Dimanche 3 mai était la journée mondiale de la liberté de la presse. L’occasion de se pencher sur le classement mondiale édité par l’ONG Reporters sans frontières.
Comme chaque année, ce classement montre une certaine fragilité de la liberté de la presse dans notre région du monde, où les journalistes bénéficient tout de même de certaines garanties, du moins officiellement.
Aux Comores
Arrivant 75e sur 180 pays, c’est l’Union des Comores qui s’en sort le moins bien autour de Mayotte. RSF y déplore un “recul alarmant” de la liberté de la presse. La constitution révisée en 2018 garantit pourtant le libre travail des journalistes mais la réalité est tout autre. RSF regrette “une recrudescence importante et inhabituelle des atteintes à la liberté de la presse, obligeant des journalistes comoriens à sortir du territoire pour leur propre sécurité, et des journalistes étrangers à quitter l’archipel après avoir été arrêtés. La suspension arbitraire de deux journalistes de la chaîne publique sous la pression du gouvernement est venu brouiller l’élan d’ouverture que l’on y avait récemment observé.”
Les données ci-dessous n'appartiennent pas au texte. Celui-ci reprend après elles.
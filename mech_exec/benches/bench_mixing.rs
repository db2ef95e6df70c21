//! # Actuator Mixing Benchmark

use std::time::Instant;

use criterion::{black_box, criterion_group, criterion_main, Criterion};

use mech_lib::{
    cam_ctrl::CamCtrl,
    drive::joystick_to_motors,
    params::CamParams,
    servo_ctrl::SimServoDriver,
};

fn mixing_benchmark(c: &mut Criterion) {
    c.bench_function("joystick_to_motors", |b| {
        b.iter(|| joystick_to_motors(black_box(0.37), black_box(-0.81)))
    });

    // Camera update with the stick held, so outputs are rate limited once the servo saturates
    let mut cam = CamCtrl::new(SimServoDriver::new(), [0, 1], CamParams::default());
    let now = Instant::now();

    c.bench_function("cam_ctrl_update", |b| {
        b.iter(|| cam.update(black_box(0.6), black_box(0.2), now))
    });
}

criterion_group!(benches, mixing_benchmark);
criterion_main!(benches);
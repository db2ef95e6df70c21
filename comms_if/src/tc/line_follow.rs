//! # Line following telecommands
//!
//! The line follow server accepts lower-case keyword commands, one per line,
//! and replies `OK:<message>` or `ERROR:<message>`.

// ------------------------------------------------------------------------------------------------
// IMPORTS
// ------------------------------------------------------------------------------------------------

use serde::{Deserialize, Serialize};
use std::fmt;
use std::str::FromStr;
use thiserror::Error;

// ------------------------------------------------------------------------------------------------
// ENUMS
// ------------------------------------------------------------------------------------------------

/// A command for the line follower.
#[derive(Debug, Copy, Clone, PartialEq, Eq, Serialize, Deserialize)]
pub enum LfTc {
    /// Run the sensor calibration spin
    Calibrate,

    /// Start following the line
    Start,

    /// Stop following and brake
    Stop,

    /// Set the base speed, in percent duty (clamped by the follower)
    Speed(i64),

    /// Report the follower status
    Status,
}

/// Reply to a line follow command.
#[derive(Debug, Clone, PartialEq, Eq, Serialize, Deserialize)]
pub enum LfResponse {
    Ok(String),
    Error(String),
}

/// Errors parsing a line follow command.
#[derive(Debug, Error, PartialEq)]
pub enum LfTcParseError {
    #[error("Invalid speed format: {0}")]
    InvalidSpeed(String),

    #[error("Unknown command: {0}")]
    UnknownCommand(String),
}

// ------------------------------------------------------------------------------------------------
// IMPLS
// ------------------------------------------------------------------------------------------------

impl FromStr for LfTc {
    type Err = LfTcParseError;

    fn from_str(s: &str) -> Result<Self, Self::Err> {
        let cmd = s.trim().to_lowercase();

        if let Some(speed) = cmd.strip_prefix("speed:") {
            return speed
                .trim()
                .parse()
                .map(LfTc::Speed)
                .map_err(|e| LfTcParseError::InvalidSpeed(format!("{}", e)));
        }

        match cmd.as_str() {
            "calibrate" => Ok(LfTc::Calibrate),
            "start" => Ok(LfTc::Start),
            "stop" => Ok(LfTc::Stop),
            "status" => Ok(LfTc::Status),
            _ => Err(LfTcParseError::UnknownCommand(cmd)),
        }
    }
}

impl fmt::Display for LfResponse {
    fn fmt(&self, f: &mut fmt::Formatter<'_>) -> fmt::Result {
        match self {
            LfResponse::Ok(m) => write!(f, "OK:{}", m),
            LfResponse::Error(m) => write!(f, "ERROR:{}", m),
        }
    }
}

impl From<LfTcParseError> for LfResponse {
    fn from(e: LfTcParseError) -> Self {
        LfResponse::Error(e.to_string())
    }
}

#[cfg(test)]
mod test {
    use super::*;

    #[test]
    fn test_parse() {
        assert_eq!("calibrate".parse::<LfTc>(), Ok(LfTc::Calibrate));
        assert_eq!(" START\n".parse::<LfTc>(), Ok(LfTc::Start));
        assert_eq!("speed:55".parse::<LfTc>(), Ok(LfTc::Speed(55)));
        assert_eq!("Speed:-3".parse::<LfTc>(), Ok(LfTc::Speed(-3)));
        assert!(matches!("speed:fast".parse::<LfTc>(), Err(LfTcParseError::InvalidSpeed(_))));
        assert!(matches!("speed".parse::<LfTc>(), Err(LfTcParseError::UnknownCommand(_))));
        assert_eq!(
            "dance".parse::<LfTc>(),
            Err(LfTcParseError::UnknownCommand("dance".into()))
        );
    }

    #[test]
    fn test_response_format() {
        assert_eq!(LfResponse::Ok("Speed: 40".into()).to_string(), "OK:Speed: 40");
        assert_eq!(
            LfResponse::from(LfTcParseError::UnknownCommand("x".into())).to_string(),
            "ERROR:Unknown command: x"
        );
    }
}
L’archipel a perdu 16 places au classement en un an.
A Madagascar
A l’est, Madagascar s’en tire un peu mieux, avec une 54e place stable par rapport à 2019. Selon RSF, “la précarité” des journalistes de la Grande Île les rend “vulnérables” aux politiciens et hommes d’affaires.
” L’élection présidentielle remportée fin 2018 par l’ex-leader de la transition Andry Rajoelina a confirmé la très forte politisation des médias locaux et notamment de la presse écrite. La quasi-totalité des titres ayant pris parti pour l’un ou l’autre des principaux candidats, l’accès à une information neutre et indépendante a été fortement limité. Des patrons de presse ont ensuite été nommés au gouvernement. Certains événements officiels sont réservés aux médias et aux journalistes proches du pouvoir.”
Aux Seychelles
Au nord, gagnant 6 places au classement, les Seychelles restent limitées par leur besoin de conserver l’image d’un paradis tropical, indispensable à son économie touristique.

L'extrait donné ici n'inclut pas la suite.